Your task: Would you please copy every line from the records that contains the word "impl"?

-----

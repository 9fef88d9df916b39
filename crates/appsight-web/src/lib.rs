//! JSON API over the normalized metric stores plus a manual collection
//! trigger. Caller identity arrives as an `x-user-id` header set by the
//! fronting auth layer.

use std::sync::Arc;

use axum::{
    extract::{Query, State},
    http::{HeaderMap, StatusCode},
    response::{IntoResponse, Response},
    routing::{get, post},
    Json, Router,
};
use chrono::NaiveDate;
use serde::Deserialize;
use serde_json::json;
use tokio::net::TcpListener;
use uuid::Uuid;

use appsight_storage::{DateFilter, LogFilter, Stores};
use appsight_sync::Orchestrator;

pub const CRATE_NAME: &str = "appsight-web";

#[derive(Clone)]
pub struct AppState {
    pub stores: Stores,
    pub orchestrator: Arc<Orchestrator>,
}

impl AppState {
    pub fn new(stores: Stores, orchestrator: Arc<Orchestrator>) -> Self {
        Self {
            stores,
            orchestrator,
        }
    }
}

pub fn app(state: AppState) -> Router {
    Router::new()
        .route("/api/admob", get(admob_handler))
        .route("/api/admob/summary", get(admob_summary_handler))
        .route("/api/appstore", get(appstore_handler))
        .route("/api/googleplay", get(googleplay_handler))
        .route("/api/stripe", get(stripe_handler))
        .route("/api/logs", get(logs_handler))
        .route("/api/collect", post(collect_handler))
        .with_state(Arc::new(state))
}

pub async fn serve(state: AppState) -> anyhow::Result<()> {
    let port: u16 = std::env::var("APPSIGHT_WEB_PORT")
        .ok()
        .and_then(|v| v.parse().ok())
        .unwrap_or(8000);
    let listener = TcpListener::bind(("0.0.0.0", port)).await?;
    tracing::info!(port, "api listening");
    axum::serve(listener, app(state)).await?;
    Ok(())
}

#[derive(Debug, Deserialize, Default)]
struct RangeQuery {
    from: Option<NaiveDate>,
    to: Option<NaiveDate>,
    limit: Option<usize>,
}

impl RangeQuery {
    fn filter(&self, default_limit: usize) -> DateFilter {
        DateFilter {
            from: self.from,
            to: self.to,
            limit: self.limit.unwrap_or(default_limit).max(1),
        }
    }
}

#[derive(Debug, Deserialize, Default)]
struct LogsQuery {
    limit: Option<usize>,
}

fn caller_id(headers: &HeaderMap) -> Result<Uuid, Response> {
    headers
        .get("x-user-id")
        .and_then(|value| value.to_str().ok())
        .and_then(|value| Uuid::parse_str(value).ok())
        .ok_or_else(unauthorized)
}

fn unauthorized() -> Response {
    (
        StatusCode::UNAUTHORIZED,
        Json(json!({ "error": "missing or invalid x-user-id header" })),
    )
        .into_response()
}

fn server_error(error: impl std::fmt::Display) -> Response {
    tracing::error!(%error, "api request failed");
    (
        StatusCode::INTERNAL_SERVER_ERROR,
        Json(json!({ "error": error.to_string() })),
    )
        .into_response()
}

async fn admob_handler(
    State(state): State<Arc<AppState>>,
    headers: HeaderMap,
    Query(query): Query<RangeQuery>,
) -> Response {
    let user_id = match caller_id(&headers) {
        Ok(user_id) => user_id,
        Err(response) => return response,
    };
    match state
        .stores
        .metrics
        .ad_revenue(user_id, query.filter(100))
        .await
    {
        Ok(rows) => Json(rows).into_response(),
        Err(error) => server_error(error),
    }
}

async fn admob_summary_handler(
    State(state): State<Arc<AppState>>,
    headers: HeaderMap,
    Query(query): Query<RangeQuery>,
) -> Response {
    let user_id = match caller_id(&headers) {
        Ok(user_id) => user_id,
        Err(response) => return response,
    };
    match state
        .stores
        .metrics
        .ad_revenue_daily_summary(user_id, query.filter(30))
        .await
    {
        Ok(rows) => Json(rows).into_response(),
        Err(error) => server_error(error),
    }
}

async fn appstore_handler(
    State(state): State<Arc<AppState>>,
    headers: HeaderMap,
    Query(query): Query<RangeQuery>,
) -> Response {
    let user_id = match caller_id(&headers) {
        Ok(user_id) => user_id,
        Err(response) => return response,
    };
    match state
        .stores
        .metrics
        .app_store(user_id, query.filter(100))
        .await
    {
        Ok(rows) => Json(rows).into_response(),
        Err(error) => server_error(error),
    }
}

async fn googleplay_handler(
    State(state): State<Arc<AppState>>,
    headers: HeaderMap,
    Query(query): Query<RangeQuery>,
) -> Response {
    let user_id = match caller_id(&headers) {
        Ok(user_id) => user_id,
        Err(response) => return response,
    };
    match state
        .stores
        .metrics
        .google_play(user_id, query.filter(100))
        .await
    {
        Ok(rows) => Json(rows).into_response(),
        Err(error) => server_error(error),
    }
}

async fn stripe_handler(
    State(state): State<Arc<AppState>>,
    headers: HeaderMap,
    Query(query): Query<RangeQuery>,
) -> Response {
    let user_id = match caller_id(&headers) {
        Ok(user_id) => user_id,
        Err(response) => return response,
    };
    match state.stores.metrics.stripe(user_id, query.filter(100)).await {
        Ok(rows) => Json(rows).into_response(),
        Err(error) => server_error(error),
    }
}

async fn logs_handler(
    State(state): State<Arc<AppState>>,
    headers: HeaderMap,
    Query(query): Query<LogsQuery>,
) -> Response {
    let user_id = match caller_id(&headers) {
        Ok(user_id) => user_id,
        Err(response) => return response,
    };
    let filter = LogFilter {
        user_id: Some(user_id),
        since: None,
        limit: query.limit.unwrap_or(50).max(1),
    };
    match state.stores.logs.list(filter).await {
        Ok(entries) => Json(entries).into_response(),
        Err(error) => server_error(error),
    }
}

async fn collect_handler(State(state): State<Arc<AppState>>, headers: HeaderMap) -> Response {
    let user_id = match caller_id(&headers) {
        Ok(user_id) => user_id,
        Err(response) => return response,
    };
    match state.orchestrator.collect_for_user(user_id).await {
        Ok(outcomes) => Json(json!({
            "message": "Collection complete",
            "summary": outcomes,
        }))
        .into_response(),
        Err(error) => server_error(error),
    }
}

#[cfg(test)]
mod tests {
    use super::*;
    use appsight_adapters::CollectorRegistry;
    use appsight_core::{
        AdRevenueRecord, CollectionLogEntry, CollectionStatus, SourceKind,
    };
    use appsight_storage::{CollectionLogStore, MemoryStore, MetricsStore};
    use axum::body::Body;
    use http_body_util::BodyExt;
    use std::time::Duration;
    use tower::ServiceExt;

    async fn test_app() -> (Router, Arc<MemoryStore>) {
        let (stores, memory) = Stores::in_memory();
        let orchestrator = Arc::new(Orchestrator::new(
            stores.clone(),
            Arc::new(CollectorRegistry::default()),
            Duration::from_secs(5),
        ));
        (app(AppState::new(stores, orchestrator)), memory)
    }

    fn ad_row(user_id: Uuid, day: u32, revenue: f64) -> AdRevenueRecord {
        AdRevenueRecord {
            user_id,
            date: NaiveDate::from_ymd_opt(2026, 3, day).unwrap(),
            app_id: "ca-app-pub-1".into(),
            country: "US".into(),
            app_name: "My Game".into(),
            estimated_revenue: revenue,
            impressions: 100,
            clicks: 5,
            ecpm: revenue,
            currency: "USD".into(),
            app_ref_id: None,
        }
    }

    async fn get_json(app: Router, uri: &str, user: Option<&str>) -> (StatusCode, serde_json::Value) {
        let mut builder = axum::http::Request::builder().uri(uri);
        if let Some(user) = user {
            builder = builder.header("x-user-id", user);
        }
        let response = app
            .oneshot(builder.body(Body::empty()).unwrap())
            .await
            .unwrap();
        let status = response.status();
        let bytes = response.into_body().collect().await.unwrap().to_bytes();
        (status, serde_json::from_slice(&bytes).unwrap())
    }

    #[tokio::test]
    async fn missing_identity_header_is_unauthorized() {
        let (app, _memory) = test_app().await;
        let (status, body) = get_json(app, "/api/admob", None).await;
        assert_eq!(status, StatusCode::UNAUTHORIZED);
        assert!(body["error"].as_str().unwrap().contains("x-user-id"));
    }

    #[tokio::test]
    async fn malformed_identity_header_is_unauthorized() {
        let (app, _memory) = test_app().await;
        let (status, _body) = get_json(app, "/api/logs", Some("not-a-uuid")).await;
        assert_eq!(status, StatusCode::UNAUTHORIZED);
    }

    #[tokio::test]
    async fn admob_listing_is_scoped_to_the_caller() {
        let (app, memory) = test_app().await;
        let caller = Uuid::new_v4();
        let other = Uuid::new_v4();
        memory.upsert_ad_revenue(ad_row(caller, 1, 2.5)).await.unwrap();
        memory.upsert_ad_revenue(ad_row(caller, 2, 1.0)).await.unwrap();
        memory.upsert_ad_revenue(ad_row(other, 1, 9.0)).await.unwrap();

        let (status, body) =
            get_json(app, "/api/admob?limit=10", Some(&caller.to_string())).await;
        assert_eq!(status, StatusCode::OK);
        let rows = body.as_array().unwrap();
        assert_eq!(rows.len(), 2);
        assert_eq!(rows[0]["date"], "2026-03-02");
        assert_eq!(rows[1]["date"], "2026-03-01");
    }

    #[tokio::test]
    async fn admob_summary_groups_by_date() {
        let (app, memory) = test_app().await;
        let caller = Uuid::new_v4();
        let mut second = ad_row(caller, 1, 2.0);
        second.country = "DE".into();
        memory.upsert_ad_revenue(ad_row(caller, 1, 3.0)).await.unwrap();
        memory.upsert_ad_revenue(second).await.unwrap();

        let (status, body) =
            get_json(app, "/api/admob/summary", Some(&caller.to_string())).await;
        assert_eq!(status, StatusCode::OK);
        let rows = body.as_array().unwrap();
        assert_eq!(rows.len(), 1);
        assert_eq!(rows[0]["total_revenue"], 5.0);
        assert_eq!(rows[0]["total_impressions"], 200);
    }

    #[tokio::test]
    async fn logs_listing_returns_the_callers_entries() {
        let (app, memory) = test_app().await;
        let caller = Uuid::new_v4();
        memory
            .append(CollectionLogEntry::new(
                Some(caller),
                SourceKind::Stripe,
                CollectionStatus::Success,
                "Collected Stripe data for 2026-03-01",
            ))
            .await
            .unwrap();

        let (status, body) = get_json(app, "/api/logs", Some(&caller.to_string())).await;
        assert_eq!(status, StatusCode::OK);
        let rows = body.as_array().unwrap();
        assert_eq!(rows.len(), 1);
        assert_eq!(rows[0]["source"], "stripe");
        assert_eq!(rows[0]["status"], "success");
    }

    #[tokio::test]
    async fn collect_trigger_returns_outcomes() {
        let (app, _memory) = test_app().await;
        let caller = Uuid::new_v4();
        let response = app
            .oneshot(
                axum::http::Request::builder()
                    .method("POST")
                    .uri("/api/collect")
                    .header("x-user-id", caller.to_string())
                    .body(Body::empty())
                    .unwrap(),
            )
            .await
            .unwrap();
        assert_eq!(response.status(), StatusCode::OK);
        let bytes = response.into_body().collect().await.unwrap().to_bytes();
        let body: serde_json::Value = serde_json::from_slice(&bytes).unwrap();
        assert_eq!(body["message"], "Collection complete");
        assert_eq!(body["summary"], json!([]));
    }
}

-----

Solution below:
impl AppState {
impl RangeQuery {
fn server_error(error: impl std::fmt::Display) -> Response {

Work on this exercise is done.